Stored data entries

• • •

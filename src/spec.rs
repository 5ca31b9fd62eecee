/*! Typed specification trees.

A specification is a plain algebraic description of how to compute a value:
constants, input slots, named references, constructors, and operators, one
enum per value kind. Specifications are immutable data — lowering them into a
differentiable graph is the generator's job (see [crate::scope]) and decoding
them from document trees is the document layer's job (see [crate::document]).

Structural equality is the derived one: same variant, recursively equal
children, references equal by name. */

use crate::errors::ValueKind;

/// Scalar-valued specification.
#[derive(Debug, Clone, PartialEq)]
pub enum ScalarSpec {
    Const(f64),
    /// Slot `i` of the input vector.
    Input(usize),
    Reference(String),
    Neg(Box<ScalarSpec>),
    Add(Vec<ScalarSpec>),
    /// Fold-left subtraction; a single operand negates.
    Sub(Vec<ScalarSpec>),
    Mul(Vec<ScalarSpec>),
    Div(Box<ScalarSpec>, Box<ScalarSpec>),
    XOf(Box<VectorSpec>),
    YOf(Box<VectorSpec>),
    ZOf(Box<VectorSpec>),
    Norm(Box<VectorSpec>),
    Dot(Box<VectorSpec>, Box<VectorSpec>),
    Min(Box<ScalarSpec>, Box<ScalarSpec>),
    Max(Box<ScalarSpec>, Box<ScalarSpec>),
    Abs(Box<ScalarSpec>),
    Sin(Box<ScalarSpec>),
    Cos(Box<ScalarSpec>),
    Tan(Box<ScalarSpec>),
    Asin(Box<ScalarSpec>),
    Acos(Box<ScalarSpec>),
    Atan2(Box<ScalarSpec>, Box<ScalarSpec>),
    Fmod(Box<ScalarSpec>, Box<ScalarSpec>),
}

/// Vector-valued specification.
#[derive(Debug, Clone, PartialEq)]
pub enum VectorSpec {
    Construct(Box<ScalarSpec>, Box<ScalarSpec>, Box<ScalarSpec>),
    Reference(String),
    Add(Vec<VectorSpec>),
    Sub(Vec<VectorSpec>),
    Scale(Box<ScalarSpec>, Box<VectorSpec>),
    Cross(Box<VectorSpec>, Box<VectorSpec>),
    /// Canonical log map of a rotation: axis times angle.
    RotationVector(Box<RotationSpec>),
    OriginOf(Box<FrameSpec>),
    Rotate(Box<RotationSpec>, Box<VectorSpec>),
}

/// Rotation-valued specification.
#[derive(Debug, Clone, PartialEq)]
pub enum RotationSpec {
    AxisAngle(Box<VectorSpec>, Box<ScalarSpec>),
    /// `(x, y, z, w)`, normalized when lowered.
    Quaternion(f64, f64, f64, f64),
    Reference(String),
    /// Left-to-right composition; empty means identity.
    Mul(Vec<RotationSpec>),
    Inverse(Box<RotationSpec>),
    OrientationOf(Box<FrameSpec>),
}

/// Frame-valued specification.
#[derive(Debug, Clone, PartialEq)]
pub enum FrameSpec {
    Construct(Box<RotationSpec>, Box<VectorSpec>),
    Reference(String),
    /// Left-to-right rigid composition; empty means identity.
    Mul(Vec<FrameSpec>),
    Inverse(Box<FrameSpec>),
}

/// A specification of any of the four kinds, as bound in a scope.
#[derive(Debug, Clone, PartialEq)]
pub enum AnySpec {
    Scalar(ScalarSpec),
    Vector(VectorSpec),
    Rotation(RotationSpec),
    Frame(FrameSpec),
}

impl AnySpec {
    pub fn kind(&self) -> ValueKind {
        match self {
            AnySpec::Scalar(_) => ValueKind::Scalar,
            AnySpec::Vector(_) => ValueKind::Vector,
            AnySpec::Rotation(_) => ValueKind::Rotation,
            AnySpec::Frame(_) => ValueKind::Frame,
        }
    }
}

/// One named binding of an ordered scope specification. A binding may
/// reference earlier names, never later ones.
#[derive(Debug, Clone, PartialEq)]
pub struct ScopeEntry {
    pub name: String,
    pub spec: AnySpec,
}

/// An ordered scope specification.
pub type ScopeSpec = Vec<ScopeEntry>;

/// Declares input slot `input_index` as a decision variable, box-bounded by
/// `[lower, upper]` per step and penalized by `weight`.
#[derive(Debug, Clone, PartialEq)]
pub struct ControllableConstraint {
    pub lower: ScalarSpec,
    pub upper: ScalarSpec,
    pub weight: ScalarSpec,
    pub input_index: usize,
    /// Diagnostic label only.
    pub name: String,
}

/// Keeps the tracked quantity `expression` inside `[lower, upper]`, with
/// violations penalized by `weight` through a slack variable.
#[derive(Debug, Clone, PartialEq)]
pub struct SoftConstraint {
    pub lower: ScalarSpec,
    pub upper: ScalarSpec,
    pub weight: ScalarSpec,
    pub expression: ScalarSpec,
    pub name: String,
}

/// Keeps the tracked quantity `expression` inside `[lower, upper]` with no
/// slack at all.
#[derive(Debug, Clone, PartialEq)]
pub struct HardConstraint {
    pub lower: ScalarSpec,
    pub upper: ScalarSpec,
    pub expression: ScalarSpec,
}

/// Everything needed to compile a controller: a scope plus the three
/// constraint families.
#[derive(Debug, Clone, PartialEq, Default)]
pub struct ControllerSpec {
    pub scope: ScopeSpec,
    pub controllable_constraints: Vec<ControllableConstraint>,
    pub soft_constraints: Vec<SoftConstraint>,
    pub hard_constraints: Vec<HardConstraint>,
}

#[cfg(test)]
mod tests {
    use super::*;

    fn axis_angle_sample() -> RotationSpec {
        RotationSpec::AxisAngle(
            Box::new(VectorSpec::Construct(
                Box::new(ScalarSpec::Const(1.0)),
                Box::new(ScalarSpec::Const(0.0)),
                Box::new(ScalarSpec::Const(0.0)),
            )),
            Box::new(ScalarSpec::Input(3)),
        )
    }

    #[test]
    fn structural_equality_is_recursive() {
        assert_eq!(axis_angle_sample(), axis_angle_sample());
        let other = RotationSpec::AxisAngle(
            Box::new(VectorSpec::Construct(
                Box::new(ScalarSpec::Const(1.0)),
                Box::new(ScalarSpec::Const(0.0)),
                Box::new(ScalarSpec::Const(0.0)),
            )),
            Box::new(ScalarSpec::Input(4)),
        );
        assert_ne!(axis_angle_sample(), other);
    }

    #[test]
    fn references_compare_by_name() {
        assert_eq!(
            ScalarSpec::Reference("goal".into()),
            ScalarSpec::Reference("goal".into())
        );
        assert_ne!(
            ScalarSpec::Reference("goal".into()),
            ScalarSpec::Reference("other".into())
        );
    }

    #[test]
    fn any_spec_reports_its_kind() {
        assert_eq!(AnySpec::Scalar(ScalarSpec::Const(1.0)).kind(), ValueKind::Scalar);
        assert_eq!(AnySpec::Rotation(axis_angle_sample()).kind(), ValueKind::Rotation);
    }
}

• • •

Write down every line of the data above that includes the string "named".

Output for this task
constants, input slots, named references, constructors, and operators, one
/// One named binding of an ordered scope specification. A binding may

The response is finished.